Phenotypic Experiments Of MAGEC2 In Vitro
Cell Counting Kit-8 (CCK-8), Transwell and wound healing assays were performed in the sh-MAGEC2 HCC cell line to detect the malignant behaviours of MAGEC2, including its effects on cell proliferation, invasion and migration, as described before.11 For the apoptosis assay, HCC cells were cultured, collected and mixed with Annexin V-APC and 7-AAD (KeyGen, Co., Ltd., Jiangsu, China) for flow cytometry (FCM) detection. For the cell cycle assay, HCC cells were collected, serum starved, and cocultured with RNase A and propidium iodide (PI) (Sigma-Aldrich Chemical Company, St. Louis, MO, USA) for FCM examination. The detailed protocols of cell apoptosis and cell cycle analyses were described previously.12 Moreover, the expression of cleaved caspase-3, Cyclin D1 and Cyclin E was detected by WB analyses as described above.

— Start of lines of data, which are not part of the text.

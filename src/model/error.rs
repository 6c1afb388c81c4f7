//! Error types for flarecat.
//!
//! Every variant here is recoverable. The controller turns them into a
//! transient notice; only terminal I/O failures (see `view::TuiError`)
//! end the process.
//!
//! # Error Hierarchy
//!
//! - [`AppError`] - Aggregate surfaced by the controller as a notice
//!   - [`StoreError`] - Cache file missing, headerless, or failed I/O
//!   - [`QueryError`] - External flare query could not run or failed
//!   - [`ValidationError`] - Settings rejected before a guarded transition
//!   - [`SettingsError`] - Query settings file could not be written

use crate::config::settings::SettingsError;
use std::path::PathBuf;
use thiserror::Error;

/// Aggregate of every recoverable failure.
#[derive(Debug, Error)]
pub enum AppError {
    /// Cache read or write failed.
    #[error(transparent)]
    Store(#[from] StoreError),

    /// Flare query failed.
    #[error(transparent)]
    Query(#[from] QueryError),

    /// Input rejected by a guard.
    #[error(transparent)]
    Validation(#[from] ValidationError),

    /// Query settings could not be persisted.
    #[error(transparent)]
    Settings(#[from] SettingsError),
}

/// Failures of the tab-separated cache file.
#[derive(Debug, Error)]
pub enum StoreError {
    /// The cache file does not exist.
    #[error("cache not found: {path}")]
    NotFound {
        /// Path that was looked up.
        path: PathBuf,
    },

    /// The cache file has no header line.
    #[error("cache is empty: {path}")]
    Empty {
        /// Path of the empty file.
        path: PathBuf,
    },

    /// Read, write, or rename failed.
    #[error("{path}: {source}")]
    Io {
        /// Path involved in the failed operation.
        path: PathBuf,
        /// Underlying I/O error.
        #[source]
        source: std::io::Error,
    },
}

impl StoreError {
    pub(crate) fn io(path: impl Into<PathBuf>, source: std::io::Error) -> Self {
        Self::Io {
            path: path.into(),
            source,
        }
    }
}

/// Failures of the external flare query.
#[derive(Debug, Error)]
pub enum QueryError {
    /// The query program could not be started.
    #[error("could not start {program}: {source}")]
    Spawn {
        /// Program that failed to launch.
        program: String,
        /// Underlying I/O error.
        #[source]
        source: std::io::Error,
    },

    /// The query exited unsuccessfully.
    #[error("flare listing failed ({status}): {output}")]
    Failed {
        /// Exit status description.
        status: String,
        /// Captured stdout and stderr.
        output: String,
    },

    /// The output file could not be created or read back.
    #[error("flare listing output: {0}")]
    Output(#[from] StoreError),
}

/// Guard failures raised before a mode transition or a settings save.
#[derive(Debug, Clone, Copy, Error, PartialEq, Eq)]
pub enum ValidationError {
    /// A date is not `YYYY-MM-DD`.
    #[error("Dates must be YYYY-MM-DD")]
    DateFormat,

    /// Start date falls after end date.
    #[error("Start must be on/before End")]
    DateOrder,

    /// No usable date range is configured.
    #[error("Set a date range first.")]
    MissingDateRange,

    /// No wavelength is selected.
    #[error("Select at least one wavelength first.")]
    MissingWavelength,

    /// No comparator is configured.
    #[error("Set a comparator first.")]
    MissingComparator,
}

Tumour Growth Assay In Vivo
Six-week-old male BALB/c nude mice were purchased from CAVENS Co., Ltd. (Changzhou, China). Equal numbers of cells (5×106) transfected with sh-MAGEC2 or sh-MAGEC2-NC and untransfected MHCC97H cells were injected subcutaneously into each mouse (n = 6 mice per group). Tumour size was recorded, and tumour volume was calculated as described previously.13 At the end of the inoculation period (day 33), all mice were sacrificed, and xenograft tumours were collected for further analyses. The protocols of in vivo experiments were approved by the Institutional Animal Care and Use Committee of Southeast University (NO. 20180706007) and in accordance with the ethical standards of the Guide for the Care and Use of Laboratory Animals of the National Institutes of Health for Animal Welfare Act. In addition, Ki67 expression in xenografts from nude mice was also examined by IHC analysis as described above.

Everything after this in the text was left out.